* **ACTIVITY**
Word for word, transcribe the data below.

* **MATERIALS PROVIDED**
╔══

//! Per-phone inbound channel
//!
//! A channel is a spool directory `<queue_dir>/<key>/`. Every message is one
//! file, published by renaming a dot-prefixed temp file, so readers never see a
//! partial write. File names sort by enqueue time, which gives FIFO order.
//! A reader claims a message by renaming it to a dot-prefixed name of its
//! own before reading it, so a message sharing a key with several readers is
//! taken exactly once.
//! The directory outlives its producers and consumers until `destroy`.

use crate::error::{Error, Result};
use std::fs;
use std::io::{self, Write};
use std::path::{Path, PathBuf};
use std::sync::atomic::{AtomicU64, Ordering};
use std::time::{Duration, Instant, SystemTime, UNIX_EPOCH};
use tempfile::NamedTempFile;
use tracing::{debug, warn};

/// Largest payload a channel accepts
pub const MAX_PAYLOAD: usize = 409_600;

/// Message type carrying a JSON `OutgoingSms`
pub const SEND_SMS: u64 = 1;

const TAG_LEN: usize = 8;
const MESSAGE_EXT: &str = "msg";
const POLL_INTERVAL: Duration = Duration::from_millis(25);

static SEQUENCE: AtomicU64 = AtomicU64::new(0);

/// Channel identifier derived from a phone number.
///
/// Drops the first character (normally `+`) and reads the leading digits
/// that follow. Numbers sharing that digit run share a key, e.g.
/// `+33612345678` and `033612345678`.
#[derive(Debug, Clone, Copy, PartialEq, Eq, Hash, PartialOrd, Ord)]
pub struct QueueKey(pub u64);

impl QueueKey {
    pub fn from_number(number: &str) -> Self {
        let mut chars = number.chars();
        chars.next();
        let key = chars
            .take_while(|c| c.is_ascii_digit())
            .fold(0u64, |acc, c| {
                acc.wrapping_mul(10)
                    .wrapping_add(u64::from(c as u8 - b'0'))
            });
        QueueKey(key)
    }
}

impl std::fmt::Display for QueueKey {
    fn fmt(&self, f: &mut std::fmt::Formatter<'_>) -> std::fmt::Result {
        write!(f, "{}", self.0)
    }
}

#[derive(Debug, Clone, PartialEq, Eq)]
pub struct InboundMessage {
    pub kind: u64,
    pub payload: Vec<u8>,
}

impl InboundMessage {
    pub fn new(kind: u64, payload: Vec<u8>) -> Self {
        Self { kind, payload }
    }
}

#[derive(Debug)]
pub struct InboundChannel {
    key: QueueKey,
    dir: PathBuf,
}

impl InboundChannel {
    /// Open the channel for `key`, creating it if absent
    pub fn open(queue_dir: &Path, key: QueueKey) -> Result<Self> {
        let dir = queue_dir.join(key.to_string());
        fs::create_dir_all(&dir)?;
        Ok(Self { key, dir })
    }

    pub fn key(&self) -> QueueKey {
        self.key
    }

    pub fn dir(&self) -> &Path {
        &self.dir
    }

    /// Enqueue a message
    pub fn send(&self, message: &InboundMessage) -> Result<()> {
        if message.payload.len() > MAX_PAYLOAD {
            return Err(Error::PayloadTooLarge {
                size: message.payload.len(),
                max: MAX_PAYLOAD,
            });
        }

        let mut temp = tempfile::Builder::new()
            .prefix(".incoming-")
            .tempfile_in(&self.dir)?;
        temp.write_all(&message.kind.to_le_bytes())?;
        temp.write_all(&message.payload)?;
        temp.as_file().sync_all()?;

        let target = self.dir.join(next_message_name());
        persist(temp, &target)?;
        debug!(key = %self.key, file = %target.display(), "Message enqueued");
        Ok(())
    }

    /// Take the oldest message, waiting up to `timeout` for one to arrive
    pub fn receive(&self, timeout: Duration) -> Result<Option<InboundMessage>> {
        let deadline = Instant::now() + timeout;
        loop {
            if let Some(message) = self.try_receive()? {
                return Ok(Some(message));
            }
            let now = Instant::now();
            if now >= deadline {
                return Ok(None);
            }
            std::thread::sleep(POLL_INTERVAL.min(deadline - now));
        }
    }

    /// Take the oldest message without waiting
    pub fn try_receive(&self) -> Result<Option<InboundMessage>> {
        for path in self.pending()? {
            let claimed = self.dir.join(next_claim_name());
            match fs::rename(&path, &claimed) {
                Ok(()) => {}
                // Taken by another reader in the meantime
                Err(e) if e.kind() == io::ErrorKind::NotFound => continue,
                Err(e) => return Err(e.into()),
            }
            let bytes = fs::read(&claimed);
            remove_if_present(&claimed)?;
            let bytes = match bytes {
                Ok(bytes) => bytes,
                // The channel was destroyed under us
                Err(e) if e.kind() == io::ErrorKind::NotFound => continue,
                Err(e) => return Err(e.into()),
            };

            if bytes.len() < TAG_LEN {
                warn!(key = %self.key, file = %path.display(), "Discarding truncated message");
                continue;
            }
            let payload_len = bytes.len() - TAG_LEN;
            if payload_len > MAX_PAYLOAD {
                warn!(key = %self.key, size = payload_len, "Discarding oversized message");
                continue;
            }

            let mut tag = [0u8; TAG_LEN];
            tag.copy_from_slice(&bytes[..TAG_LEN]);
            return Ok(Some(InboundMessage {
                kind: u64::from_le_bytes(tag),
                payload: bytes[TAG_LEN..].to_vec(),
            }));
        }
        Ok(None)
    }

    /// Number of messages waiting
    pub fn len(&self) -> Result<usize> {
        Ok(self.pending()?.len())
    }

    pub fn is_empty(&self) -> Result<bool> {
        Ok(self.len()? == 0)
    }

    /// Delete the channel and anything still queued in it
    pub fn destroy(self) -> Result<()> {
        match fs::remove_dir_all(&self.dir) {
            Ok(()) => Ok(()),
            Err(e) if e.kind() == io::ErrorKind::NotFound => Ok(()),
            Err(e) => Err(e.into()),
        }
    }

    /// Published message files, oldest first
    fn pending(&self) -> Result<Vec<PathBuf>> {
        let entries = match fs::read_dir(&self.dir) {
            Ok(entries) => entries,
            Err(e) if e.kind() == io::ErrorKind::NotFound => return Ok(Vec::new()),
            Err(e) => return Err(e.into()),
        };

        let mut files: Vec<PathBuf> = entries
            .filter_map(|entry| entry.ok())
            .map(|entry| entry.path())
            .filter(|path| {
                let visible = path
                    .file_name()
                    .and_then(|n| n.to_str())
                    .map(|n| !n.starts_with('.'))
                    .unwrap_or(false);
                visible && path.extension().and_then(|e| e.to_str()) == Some(MESSAGE_EXT)
            })
            .collect();
        files.sort();
        Ok(files)
    }
}

/// `<nanos>-<pid>-<seq>.msg`, zero padded so names sort by enqueue time
fn next_message_name() -> String {
    let nanos = SystemTime::now()
        .duration_since(UNIX_EPOCH)
        .map(|d| d.as_nanos())
        .unwrap_or(0);
    let seq = SEQUENCE.fetch_add(1, Ordering::Relaxed);
    format!(
        "{:024}-{:010}-{:020}.{}",
        nanos,
        std::process::id(),
        seq,
        MESSAGE_EXT
    )
}

/// `.claimed-<pid>-<seq>`, unique per reader and hidden from `pending`
fn next_claim_name() -> String {
    let seq = SEQUENCE.fetch_add(1, Ordering::Relaxed);
    format!(".claimed-{}-{}", std::process::id(), seq)
}

fn persist(temp: NamedTempFile, target: &Path) -> Result<()> {
    temp.persist(target).map_err(|e| Error::Io(e.error))?;
    Ok(())
}

fn remove_if_present(path: &Path) -> Result<()> {
    match fs::remove_file(path) {
        Ok(()) => Ok(()),
        Err(e) if e.kind() == io::ErrorKind::NotFound => Ok(()),
        Err(e) => Err(e.into()),
    }
}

╚══

* **TASK RESULT**
//! Per-phone inbound channel
//!
//! A channel is a spool directory `<queue_dir>/<key>/`. Every message is one
//! file, published by renaming a dot-prefixed temp file, so readers never see a
//! partial write. File names sort by enqueue time, which gives FIFO order.
//! A reader claims a message by renaming it to a dot-prefixed name of its
//! own before reading it, so a message sharing a key with several readers is
//! taken exactly once.
//! The directory outlives its producers and consumers until `destroy`.

use crate::error::{Error, Result};
use std::fs;
use std::io::{self, Write};
use std::path::{Path, PathBuf};
use std::sync::atomic::{AtomicU64, Ordering};
use std::time::{Duration, Instant, SystemTime, UNIX_EPOCH};
use tempfile::NamedTempFile;
use tracing::{debug, warn};

/// Largest payload a channel accepts
pub const MAX_PAYLOAD: usize = 409_600;

/// Message type carrying a JSON `OutgoingSms`
pub const SEND_SMS: u64 = 1;

const TAG_LEN: usize = 8;
const MESSAGE_EXT: &str = "msg";
const POLL_INTERVAL: Duration = Duration::from_millis(25);

static SEQUENCE: AtomicU64 = AtomicU64::new(0);

/// Channel identifier derived from a phone number.
///
/// Drops the first character (normally `+`) and reads the leading digits
/// that follow. Numbers sharing that digit run share a key, e.g.
/// `+33612345678` and `033612345678`.
#[derive(Debug, Clone, Copy, PartialEq, Eq, Hash, PartialOrd, Ord)]
pub struct QueueKey(pub u64);

impl QueueKey {
    pub fn from_number(number: &str) -> Self {
        let mut chars = number.chars();
        chars.next();
        let key = chars
            .take_while(|c| c.is_ascii_digit())
            .fold(0u64, |acc, c| {
                acc.wrapping_mul(10)
                    .wrapping_add(u64::from(c as u8 - b'0'))
            });
        QueueKey(key)
    }
}

impl std::fmt::Display for QueueKey {
    fn fmt(&self, f: &mut std::fmt::Formatter<'_>) -> std::fmt::Result {
        write!(f, "{}", self.0)
    }
}

#[derive(Debug, Clone, PartialEq, Eq)]
pub struct InboundMessage {
    pub kind: u64,
    pub payload: Vec<u8>,
}

impl InboundMessage {
    pub fn new(kind: u64, payload: Vec<u8>) -> Self {
        Self { kind, payload }
    }
}

#[derive(Debug)]
pub struct InboundChannel {
    key: QueueKey,
    dir: PathBuf,
}

impl InboundChannel {
    /// Open the channel for `key`, creating it if absent
    pub fn open(queue_dir: &Path, key: QueueKey) -> Result<Self> {
        let dir = queue_dir.join(key.to_string());
        fs::create_dir_all(&dir)?;
        Ok(Self { key, dir })
    }

    pub fn key(&self) -> QueueKey {
        self.key
    }

    pub fn dir(&self) -> &Path {
        &self.dir
    }

    /// Enqueue a message
    pub fn send(&self, message: &InboundMessage) -> Result<()> {
        if message.payload.len() > MAX_PAYLOAD {
            return Err(Error::PayloadTooLarge {
                size: message.payload.len(),
                max: MAX_PAYLOAD,
            });
        }

        let mut temp = tempfile::Builder::new()
            .prefix(".incoming-")
            .tempfile_in(&self.dir)?;
        temp.write_all(&message.kind.to_le_bytes())?;
        temp.write_all(&message.payload)?;
        temp.as_file().sync_all()?;

        let target = self.dir.join(next_message_name());
        persist(temp, &target)?;
        debug!(key = %self.key, file = %target.display(), "Message enqueued");
        Ok(())
    }

    /// Take the oldest message, waiting up to `timeout` for one to arrive
    pub fn receive(&self, timeout: Duration) -> Result<Option<InboundMessage>> {
        let deadline = Instant::now() + timeout;
        loop {
            if let Some(message) = self.try_receive()? {
                return Ok(Some(message));
            }
            let now = Instant::now();
            if now >= deadline {
                return Ok(None);
            }
            std::thread::sleep(POLL_INTERVAL.min(deadline - now));
        }
    }

    /// Take the oldest message without waiting
    pub fn try_receive(&self) -> Result<Option<InboundMessage>> {
        for path in self.pending()? {
            let claimed = self.dir.join(next_claim_name());
            match fs::rename(&path, &claimed) {
                Ok(()) => {}
                // Taken by another reader in the meantime
                Err(e) if e.kind() == io::ErrorKind::NotFound => continue,
                Err(e) => return Err(e.into()),
            }
            let bytes = fs::read(&claimed);
            remove_if_present(&claimed)?;
            let bytes = match bytes {
                Ok(bytes) => bytes,
                // The channel was destroyed under us
                Err(e) if e.kind() == io::ErrorKind::NotFound => continue,
                Err(e) => return Err(e.into()),
            };

            if bytes.len() < TAG_LEN {
                warn!(key = %self.key, file = %path.display(), "Discarding truncated message");
                continue;
            }
            let payload_len = bytes.len() - TAG_LEN;
            if payload_len > MAX_PAYLOAD {
                warn!(key = %self.key, size = payload_len, "Discarding oversized message");
                continue;
            }

            let mut tag = [0u8; TAG_LEN];
            tag.copy_from_slice(&bytes[..TAG_LEN]);
            return Ok(Some(InboundMessage {
                kind: u64::from_le_bytes(tag),
                payload: bytes[TAG_LEN..].to_vec(),
            }));
        }
        Ok(None)
    }

    /// Number of messages waiting
    pub fn len(&self) -> Result<usize> {
        Ok(self.pending()?.len())
    }

    pub fn is_empty(&self) -> Result<bool> {
        Ok(self.len()? == 0)
    }

    /// Delete the channel and anything still queued in it
    pub fn destroy(self) -> Result<()> {
        match fs::remove_dir_all(&self.dir) {
            Ok(()) => Ok(()),
            Err(e) if e.kind() == io::ErrorKind::NotFound => Ok(()),
            Err(e) => Err(e.into()),
        }
    }

    /// Published message files, oldest first
    fn pending(&self) -> Result<Vec<PathBuf>> {
        let entries = match fs::read_dir(&self.dir) {
            Ok(entries) => entries,
            Err(e) if e.kind() == io::ErrorKind::NotFound => return Ok(Vec::new()),
            Err(e) => return Err(e.into()),
        };

        let mut files: Vec<PathBuf> = entries
            .filter_map(|entry| entry.ok())
            .map(|entry| entry.path())
            .filter(|path| {
                let visible = path
                    .file_name()
                    .and_then(|n| n.to_str())
                    .map(|n| !n.starts_with('.'))
                    .unwrap_or(false);
                visible && path.extension().and_then(|e| e.to_str()) == Some(MESSAGE_EXT)
            })
            .collect();
        files.sort();
        Ok(files)
    }
}

/// `<nanos>-<pid>-<seq>.msg`, zero padded so names sort by enqueue time
fn next_message_name() -> String {
    let nanos = SystemTime::now()
        .duration_since(UNIX_EPOCH)
        .map(|d| d.as_nanos())
        .unwrap_or(0);
    let seq = SEQUENCE.fetch_add(1, Ordering::Relaxed);
    format!(
        "{:024}-{:010}-{:020}.{}",
        nanos,
        std::process::id(),
        seq,
        MESSAGE_EXT
    )
}

/// `.claimed-<pid>-<seq>`, unique per reader and hidden from `pending`
fn next_claim_name() -> String {
    let seq = SEQUENCE.fetch_add(1, Ordering::Relaxed);
    format!(".claimed-{}-{}", std::process::id(), seq)
}

fn persist(temp: NamedTempFile, target: &Path) -> Result<()> {
    temp.persist(target).map_err(|e| Error::Io(e.error))?;
    Ok(())
}

fn remove_if_present(path: &Path) -> Result<()> {
    match fs::remove_file(path) {
        Ok(()) => Ok(()),
        Err(e) if e.kind() == io::ErrorKind::NotFound => Ok(()),
        Err(e) => Err(e.into()),
    }
}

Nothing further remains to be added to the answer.